LOS ANGELES -- "Roma," the touching black-and-white portrait of a domestic worker and the middle-class family she cares for in 1970s Mexico City, won the Oscar for best foreign language film Sunday, giving Mexico its long-sought first win in that category.

Director Alfonso Cuaron's deeply personal film with dialogue in Spanish and Mixtec beat four other contenders that also told the stories of individuals and families facing tumultuous social and historical times. The Netflix-produced film ended the night with Oscars for Cuaron for best director and best cinematography.

"This award belongs to Mexico. It's a Mexican film in every single front," he told reporters after the ceremony. "It's not that 95 per cent of the crew was a Mexican crew, and the cast is 100 per cent Mexican, but the thematic, the country, the landscape, everything is Mexico. This film doesn't exist if it's not for Mexico. I could not be here if it was not because of Mexico."

"Roma," which was inspired by Cuaron's own youth, follows Cleo (Yalitza Aparicio), a young indigenous woman who works devoutly for an affluent family that lives in the Roma neighbourhood of the Mexican capital. But life inside the picture-perfect family is crumbling.
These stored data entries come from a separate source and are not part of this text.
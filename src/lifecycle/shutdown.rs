//! One-shot shutdown handoff between the controller and the listener thread.

use std::sync::mpsc::{self, Receiver, SyncSender, TryRecvError};
use std::time::{Duration, Instant};

/// Controller side. Firing consumes it, so shutdown can only be requested once.
pub struct ShutdownTrigger {
    tx: SyncSender<Instant>,
}

/// Listener side.
pub struct ShutdownSignal {
    rx: Receiver<Instant>,
}

pub fn channel() -> (ShutdownTrigger, ShutdownSignal) {
    let (tx, rx) = mpsc::sync_channel(1);
    (ShutdownTrigger { tx }, ShutdownSignal { rx })
}

impl ShutdownTrigger {
    /// Requests shutdown and returns the deadline in-flight work must meet.
    pub fn fire(self, timeout: Duration) -> Instant {
        let deadline = Instant::now() + timeout;
        // the listener may already be gone, nothing left to stop then
        let _ = self.tx.send(deadline);
        deadline
    }
}

impl ShutdownSignal {
    /// Non-blocking check. A dropped trigger counts as an immediate shutdown.
    pub fn poll(&self) -> Option<Instant> {
        match self.rx.try_recv() {
            Ok(deadline) => Some(deadline),
            Err(TryRecvError::Empty) => None,
            Err(TryRecvError::Disconnected) => Some(Instant::now()),
        }
    }
}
The film develops in the midst of the turmoil that rocked Mexico in the early '70s, including the student demonstrations that in 1971 led to a massacre by a group backed by authorities. Society is fraying and the women of the house seem to take the brunt as they try to keep the family of four children afloat.

While the foreign language Oscar will go to Mexico's film academy, it was also a night of personal triumph for Cuaron, who took home best director and best cinematography statuettes. "Roma" also competed for best picture, but lost out at the end of the night to "Green Book."

Mexico has competed for the trophy eight other times, most recently in 2011 with "Biutiful" by Alejandro Gonzalez Inarritu, but had never won.

The other nominated films Sunday were Polish filmmaker Pawel Pawlikowski's 20th-century romance "Cold War;" German director Florian Henckel von Donnersmarck's artist biopic "Never Look Away;" Japanese filmmaker Hirokazu Kore-eda's's subtle family story "Shoplifters;" and "Capernaum," a powerful neo-realist drama about a Syrian child refugee from Lebanon's Nadine Labaki.

"I grew up watching foreign language films and learning so much from them and being inspired," he said while clutching his statuette for this category on stage and crediting "Citizen Kane," "The Godfather" and other movies for inspiration. "When asked about in the book about the New Wave, Claude Chabrol said, 'There are no waves, there's only the ocean.' I think that the nominees tonight have proven that we are part of the same ocean."

The Mexican Institute of Cinematography tweeted praise for the win, including a virtual chant of "Mexico, Mexico, Mexico!"

"Roma" represented Cuaron's return to Mexico as director since he made his international debut with "Y Tu Mama Tambien" in 2001, which earned him nominations for the Golden Globes and Oscars. His credits since then include "Great Expectations," "Harry Potter and the Prisoner of Azkaban" and "Gravity."